Scientists Discover New Trigger for Mass Extinction of All Deep Ocean Life

Oxygen is one of the key ingredients for life as we know it on Earth, and its abundance or scarcity hugely influences the types of creatures that can survive in any given environment. Marine animals, for instance, are dependent on ocean currents to circulate dissolved oxygen into their habitats; whole ecosystems can get choked out if this delivery system fails.

Now, scientists led by Alexandre Pohl, a paleoclimate researcher at the Université Bourgogne Franche-Comté, have revealed the “unrecognized role” of continents in circulating oxygen through the oceans, with life-or-death consequences for marine life, according to a study published on Wednesday in Nature. 

The team ran a model of ocean currents spanning 540 million years, the largest timeframe ever for a study of this kind, to shed light on the impact of continental configurations in ocean oxygen circulation. The results revealed that the position of continents can cut off the oxygen supply to the deep sea, sparking mass die-offs in these habitats, which the study called “a radically different conclusion” from traditional interpretations of geological evidence.

“The last ~540 million years represent the period over which complex forms of life (i.e. life as we know it today) appeared,” said Pohl in an email. “And we know that oxygen is a linchpin for complex marine organisms (such as fish; we need to breathe, they do too). Therefore, it is important to determine how ocean oxygen evolved to understand the co-evolution of life and the environment.”

“Studies had been conducted on specific time slices,” he added, citing the Oceanic Anoxic Event 2 that starved the oceans of oxygen 95 million years ago, killing off many large Cretaceous creatures. This research “suggested a key role of the continental configuration in shaping ocean circulation, thus ocean oxygenation. We decided to extend that work to the whole Phanerozoic (last ~540 million years) to really quantify the impact of continental changes on ocean oxygenation over the period that witnessed the evolution of complex forms of marine life.”

The researchers simulated the position of the continents at 28 points in time, each one 20 million years apart, with a focus on how shifting plate tectonics affect ocean currents. While the team predicted the continents would play a role in ocean currents, and therefore oxygen circulation, they were surprised that the model presented a severe decoupling of oxygen exchange between the upper and lower portions of the ocean during the early Paleozoic period, some 540 and 460 million years ago.

“It was not unexpected that the continental configuration would impact ocean currents, thus oxygenation,” Pohl said. “The amplitude of the changes, however, was unexpected. They are big.”

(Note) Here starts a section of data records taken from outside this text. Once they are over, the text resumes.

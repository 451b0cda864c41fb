//! Blocking HTTP transport.
//!
//! Each `execute` builds its own client from the request's TLS policy and
//! timeouts, performs one physical connection attempt with pooling
//! disabled, reads the full body, and tears everything down. Retrying is
//! layered on top by [`crate::retry`].

use reqwest::blocking::Client;
use reqwest::header::CONTENT_LENGTH;
use tracing::{debug, instrument};

use crate::error::{VaultError, VaultResult};
use crate::request::HttpRequest;
use crate::response::HttpResponse;

/// User agent sent with every request.
pub const USER_AGENT: &str = concat!("vault-core-rust/", env!("CARGO_PKG_VERSION"));

/// Executes a single HTTP request.
pub trait Transport {
    /// Perform the request once.
    ///
    /// # Errors
    ///
    /// [`VaultError::Connect`], [`VaultError::Timeout`] or [`VaultError::Tls`]
    /// for network failures; [`VaultError::InvalidRequest`] when the request
    /// cannot be built. Non-2xx statuses are returned as responses.
    fn execute(&self, request: &HttpRequest) -> VaultResult<HttpResponse>;
}

impl<T: Transport + ?Sized> Transport for &T {
    fn execute(&self, request: &HttpRequest) -> VaultResult<HttpResponse> {
        (**self).execute(request)
    }
}

/// Transport backed by reqwest's blocking client over rustls.
#[derive(Debug, Clone, Copy, Default)]
pub struct BlockingTransport;

impl BlockingTransport {
    /// Create a new transport.
    #[must_use]
    pub const fn new() -> Self {
        Self
    }

    fn build_client(request: &HttpRequest) -> VaultResult<Client> {
        let policy = request.tls_config().resolve()?;
        debug!(tls = policy.name(), "building HTTP client");

        let builder = Client::builder()
            .use_rustls_tls()
            .user_agent(USER_AGENT)
            .pool_max_idle_per_host(0)
            .connect_timeout(request.connect_deadline())
            .timeout(request.read_deadline());

        policy
            .apply(builder)
            .build()
            .map_err(|e| VaultError::tls(format!("cannot initialise TLS client: {e}")))
    }
}

impl Transport for BlockingTransport {
    #[instrument(skip_all, fields(method = %request.method(), url = %request.url()))]
    fn execute(&self, request: &HttpRequest) -> VaultResult<HttpResponse> {
        let url = request.resolved_url()?;
        let client = Self::build_client(request)?;

        let mut builder = client.request(request.method().into(), url);
        for (name, value) in request.effective_headers() {
            builder = builder.header(name, value);
        }
        if request.method().sends_body() {
            let body = request.body_bytes().unwrap_or_default().to_vec();
            builder = builder.header(CONTENT_LENGTH, body.len()).body(body);
        }

        let response = builder.send().map_err(|e| VaultError::from_reqwest(&e))?;
        let status = response.status().as_u16();
        let headers = response
            .headers()
            .iter()
            .map(|(name, value)| {
                (
                    name.as_str().to_string(),
                    String::from_utf8_lossy(value.as_bytes()).into_owned(),
                )
            })
            .collect();
        let body = response
            .bytes()
            .map_err(|e| VaultError::from_reqwest(&e))?
            .to_vec();

        debug!(status, body_len = body.len(), "received response");
        Ok(HttpResponse::new(status, headers, body))
    }
}

#[cfg(test)]
mod tests {
    use super::*;
    use crate::request::HttpMethod;
    use std::time::Duration;

    #[test]
    fn test_invalid_url_fails_before_connecting() {
        let request = HttpRequest::new(HttpMethod::Get, "not a url");
        let err = BlockingTransport::new().execute(&request).unwrap_err();
        assert!(matches!(err, VaultError::InvalidRequest(_)));
    }

    #[test]
    fn test_connection_refused_is_connect_error() {
        // port 1 on loopback has no listener
        let request = HttpRequest::new(HttpMethod::Get, "http://127.0.0.1:1/v1/sys/health")
            .open_timeout(Duration::from_secs(2));
        let err = BlockingTransport::new().execute(&request).unwrap_err();
        assert!(matches!(err, VaultError::Connect(_)), "got {err:?}");
    }

    #[test]
    fn test_bad_trust_material_is_tls_error() {
        let request = HttpRequest::new(HttpMethod::Get, "https://127.0.0.1:1/")
            .tls(crate::tls::TlsConfig::with_pem(Vec::new()));
        let err = BlockingTransport::new().execute(&request).unwrap_err();
        assert!(matches!(err, VaultError::Tls(_)));
    }

    #[test]
    fn test_user_agent_names_crate() {
        assert!(USER_AGENT.starts_with("vault-core-rust/"));
    }
}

Complex life first took hold in the oceans during that particular stretch of time, but geologists have also found evidence that the ocean was poorly oxygenated, or “anoxic,” presenting challenges to many species.  

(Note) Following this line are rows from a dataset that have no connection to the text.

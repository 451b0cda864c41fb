//! Transport tests against a local HTTP server.
//!
//! The transport blocks, so each call runs on `spawn_blocking` while the
//! mock server is driven by the multi-thread runtime.

use std::time::Duration;

use vault_core::{BlockingTransport, HttpMethod, HttpRequest, Transport, VaultError};
use vault_json::Value;
use wiremock::matchers::{body_string, header, method, path, query_param};
use wiremock::{Mock, MockServer, ResponseTemplate};

async fn execute(request: HttpRequest) -> Result<vault_core::HttpResponse, VaultError> {
    tokio::task::spawn_blocking(move || BlockingTransport::new().execute(&request))
        .await
        .unwrap()
}

#[tokio::test(flavor = "multi_thread")]
async fn test_get_merges_query_and_sends_no_body() {
    let server = MockServer::start().await;
    Mock::given(method("GET"))
        .and(path("/v1/secret/data/app"))
        .and(query_param("version", "2"))
        .and(query_param("list", "true"))
        .and(header("X-Vault-Token", "hvs.test"))
        .respond_with(
            ResponseTemplate::new(200)
                .insert_header("Content-Type", "application/json")
                .set_body_string(r#"{"data":{"data":{"password":"hunter2"}}}"#),
        )
        .expect(1)
        .mount(&server)
        .await;

    let request = HttpRequest::new(
        HttpMethod::Get,
        format!("{}/v1/secret/data/app?version=2", server.uri()),
    )
    .query("list", "true")
    .header("X-Vault-Token", "hvs.test");

    let response = execute(request).await.unwrap();

    assert_eq!(response.status(), 200);
    assert_eq!(response.mime_type(), Some("application/json"));
    let value = response.json().unwrap();
    assert_eq!(
        value.pointer("/data/data/password").unwrap().as_str().unwrap(),
        "hunter2"
    );

    let received = server.received_requests().await.unwrap();
    assert!(received[0].body.is_empty());
}

#[tokio::test(flavor = "multi_thread")]
async fn test_put_sends_body_with_content_length() {
    let server = MockServer::start().await;
    Mock::given(method("PUT"))
        .and(path("/v1/sys/leases/renew"))
        .and(header("Content-Type", "application/json"))
        .and(body_string(r#"{"lease_id":"db/creds/1","increment":60}"#))
        .respond_with(ResponseTemplate::new(204))
        .expect(1)
        .mount(&server)
        .await;

    let mut body = Value::object();
    body.set("lease_id", "db/creds/1").unwrap();
    body.set("increment", 60).unwrap();
    let request = HttpRequest::new(HttpMethod::Put, format!("{}/v1/sys/leases/renew", server.uri()))
        .json(&body);

    let response = execute(request).await.unwrap();
    assert_eq!(response.status(), 204);
    assert_eq!(response.json().unwrap(), Value::Null);

    let received = server.received_requests().await.unwrap();
    let length = received[0].headers.get("content-length").unwrap();
    assert_eq!(length.to_str().unwrap(), "40");
}

#[tokio::test(flavor = "multi_thread")]
async fn test_post_without_body_sends_zero_length() {
    let server = MockServer::start().await;
    Mock::given(method("POST"))
        .and(path("/v1/sys/seal"))
        .respond_with(ResponseTemplate::new(204))
        .mount(&server)
        .await;

    let request = HttpRequest::new(HttpMethod::Post, format!("{}/v1/sys/seal", server.uri()));
    execute(request).await.unwrap();

    let received = server.received_requests().await.unwrap();
    let length = received[0].headers.get("content-length").unwrap();
    assert_eq!(length.to_str().unwrap(), "0");
}

#[tokio::test(flavor = "multi_thread")]
async fn test_error_status_passed_through() {
    let server = MockServer::start().await;
    Mock::given(method("DELETE"))
        .respond_with(ResponseTemplate::new(403).set_body_string(r#"{"errors":["permission denied"]}"#))
        .mount(&server)
        .await;

    let request = HttpRequest::new(HttpMethod::Delete, format!("{}/v1/secret/data/app", server.uri()));
    let response = execute(request).await.unwrap();

    assert_eq!(response.status(), 403);
    assert!(!response.is_success());
    assert!(response.text().contains("permission denied"));
}

#[tokio::test(flavor = "multi_thread")]
async fn test_slow_response_times_out() {
    let server = MockServer::start().await;
    Mock::given(method("GET"))
        .respond_with(ResponseTemplate::new(200).set_delay(Duration::from_secs(3)))
        .mount(&server)
        .await;

    let request = HttpRequest::new(HttpMethod::Get, format!("{}/v1/sys/health", server.uri()))
        .read_timeout(Duration::from_millis(200));
    let err = execute(request).await.unwrap_err();

    assert!(matches!(err, VaultError::Timeout(_)), "got {err:?}");
    assert!(err.is_retryable());
}

#[tokio::test(flavor = "multi_thread")]
async fn test_refused_connection_is_connect_error() {
    // bind then release a port so nothing is listening on it
    let port = std::net::TcpListener::bind("127.0.0.1:0")
        .unwrap()
        .local_addr()
        .unwrap()
        .port();

    let request = HttpRequest::new(HttpMethod::Get, format!("http://127.0.0.1:{port}/v1/sys/health"))
        .open_timeout(Duration::from_secs(2));
    let err = execute(request).await.unwrap_err();

    assert!(matches!(err, VaultError::Connect(_)), "got {err:?}");
}

#[tokio::test(flavor = "multi_thread")]
async fn test_empty_header_values_not_sent() {
    let server = MockServer::start().await;
    Mock::given(method("GET"))
        .respond_with(ResponseTemplate::new(200))
        .mount(&server)
        .await;

    let request = HttpRequest::new(HttpMethod::Get, format!("{}/v1/sys/health", server.uri()))
        .header("X-Vault-Namespace", "old")
        .header("X-Vault-Namespace", "new")
        .header("X-Vault-Token", "");
    execute(request).await.unwrap();

    let received = server.received_requests().await.unwrap();
    let namespaces: Vec<_> = received[0].headers.get_all("x-vault-namespace").iter().collect();
    assert_eq!(namespaces.len(), 1);
    assert_eq!(namespaces[0].to_str().unwrap(), "new");
    assert!(received[0].headers.get("x-vault-token").is_none());
}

“So far, it was assumed that this poor oxygenation was the result of a reduced oxygen concentration in the atmosphere,” Pohl explained. “Here we show that’s not necessarily the case: the continental configuration and associated ocean circulation make the ocean intrinsically prone to deoxygenation at that time in our model. Indeed, the deep ocean is largely anoxic in our model in the early Paleozoic even when the atmospheric oxygen concentration is maintained to its present-day level.”

“The usual rationale is that a poorly oxygenated ocean in the deep geological time implies a poorly oxygenated atmosphere,” he added. “Our results show that it’s not so simple. The ocean circulation sometimes induces a decoupling between upper-ocean and deep-ocean oxygen concentrations.”

The study is strictly focused on the deep past, so there’s no need to worry that the current position of continents on Earth will suddenly trigger a mass die-off. Pohl noted that the timescales of plate tectonics cover tens of millions of years, which is too slow to be an immediate concern on human lifespans.

The movement of continents isn’t the only thing that could kick off a similar mass die-off of marine life, however. The study is part of a growing body of research that aims to reconstruct all the complex factors at play in Earth’s biosphere, including the effects of human-driven climate change, which is depleting oxygen in some parts of the oceans on rapid timescales.

“We’d need a higher resolution climate model to predict a mass extinction event,” said Andy Ridgwell, a geologist at the University of California Riverside who co-authored the study, in a statement. “That said, we do already have concerns about water circulation in the North Atlantic today, and there is evidence that the flow of water to depth is declining.”

To that end, Pohl and his colleagues plan to delve deeper into the role played by continental changes, among others, in ocean oxygenation and marine biodiversity.